Gatifloxacin Induces Augmented Insulin Release and Intracellular Insulin Depletion of Pancreatic Islet Cells

Abstract

Many hypoglycemic and hyperglycemic episodes associated with clinical use of gatifloxacin (GFLX), a novel fluoroquinolone antimicrobial agent, have been reported in recent years. Some have reported hypoglycemia induced by fluoroquinolones, indicating that these agents may stimulate insulin secretion from pancreatic islet cells. In this study, we investigated the effect of GFLX on insulin homeostasis in islet cells using the insulin secreting cell line, HIT-T15. After 1 h incubation with over 100 microM of GFLX, insulin secretion from the cells was significantly augmented. However, the augmentation of insulin release induced by GFLX subsequently reached a plateau. Coincidentally, cellular insulin was decreased by 120 h incubation, and reactivity to re-stimulation by sulfonylurea was suppressed.

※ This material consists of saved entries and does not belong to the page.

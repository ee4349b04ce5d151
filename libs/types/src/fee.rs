//! Platform fee policy
//!
//! The platform keeps a percentage of every captured amount, subject to a
//! minimum. All fee math is exact decimal, rounded half-up to whole cents.

use rust_decimal::{Decimal, RoundingStrategy};
use serde::{Deserialize, Serialize};

/// Fee split for one escrow amount
///
/// `platform_fee + seller_amount == amount` always holds exactly.
#[derive(Debug, Clone, Copy, PartialEq, Serialize, Deserialize)]
pub struct FeeBreakdown {
    pub amount: Decimal,
    pub platform_fee: Decimal,
    pub seller_amount: Decimal,
}

/// Platform fee schedule
#[derive(Debug, Clone, PartialEq, Serialize, Deserialize)]
pub struct FeeSchedule {
    pub rate: Decimal,        // Fraction of the amount (0.10 = 10%)
    pub minimum_fee: Decimal, // Floor in currency units
}

impl FeeSchedule {
    /// Fee for a captured amount
    ///
    /// `rate x amount`, rounded half-up to cents, floored at `minimum_fee`,
    /// capped at the amount itself so the seller share never goes negative.
    pub fn platform_fee(&self, amount: Decimal) -> Decimal {
        let raw = (amount * self.rate)
            .round_dp_with_strategy(2, RoundingStrategy::MidpointAwayFromZero);
        raw.max(self.minimum_fee).min(amount)
    }

    /// Split an amount into platform fee and seller proceeds
    pub fn split(&self, amount: Decimal) -> FeeBreakdown {
        let platform_fee = self.platform_fee(amount);
        FeeBreakdown {
            amount,
            platform_fee,
            seller_amount: amount - platform_fee,
        }
    }

    /// Amount returned to the buyer when a captured transaction is refunded
    ///
    /// Payouts release only after completion and refunds happen only before
    /// it, so the full captured amount goes back.
    pub fn refund_amount(&self, captured: Decimal) -> Decimal {
        captured
    }
}

impl Default for FeeSchedule {
    fn default() -> Self {
        Self {
            rate: Decimal::from_str_exact("0.10").unwrap(), // 10%
            minimum_fee: Decimal::from_str_exact("0.50").unwrap(),
        }
    }
}

#[cfg(test)]
mod tests {
    use super::*;

    fn dec(s: &str) -> Decimal {
        Decimal::from_str_exact(s).unwrap()
    }

    #[test]
    fn test_platform_fee_percentage() {
        let fees = FeeSchedule::default();
        assert_eq!(fees.platform_fee(dec("200.00")), dec("20.00"));
    }

    #[test]
    fn test_platform_fee_minimum_applies() {
        let fees = FeeSchedule::default();
        // 10% of 3.00 is 0.30, below the 0.50 floor
        assert_eq!(fees.platform_fee(dec("3.00")), dec("0.50"));
    }

    #[test]
    fn test_platform_fee_capped_at_amount() {
        let fees = FeeSchedule::default();
        // Floor exceeds the whole amount; seller gets nothing but never owes
        let breakdown = fees.split(dec("0.40"));
        assert_eq!(breakdown.platform_fee, dec("0.40"));
        assert_eq!(breakdown.seller_amount, Decimal::ZERO);
    }

    #[test]
    fn test_platform_fee_rounds_half_up() {
        let fees = FeeSchedule::default();
        // 10% of 90.25 is 9.025, which rounds up to 9.03
        assert_eq!(fees.platform_fee(dec("90.25")), dec("9.03"));
    }

    #[test]
    fn test_split_preserves_amount() {
        let fees = FeeSchedule::default();
        let breakdown = fees.split(dec("151.99"));
        assert_eq!(
            breakdown.platform_fee + breakdown.seller_amount,
            breakdown.amount
        );
    }

    #[test]
    fn test_refund_amount_is_full_capture() {
        let fees = FeeSchedule::default();
        assert_eq!(fees.refund_amount(dec("120.00")), dec("120.00"));
    }
}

The GFLX insulin depletion effect was stronger than the effects produced by such other fluoroquinolones as levofloxacin and ciprofloxacin. This study suggests that GFLX should induce insulin oversecretion from pancreatic islet cells in the short-term, and decrease insulin productivity or increase insulin disintegration in the long-term. These results are consistent with the clinical results of GFLX finding that hypoglycemic episodes were seen after a first single administration, and most hyperglycemic episodes were seen more than 2 d after the start of administration.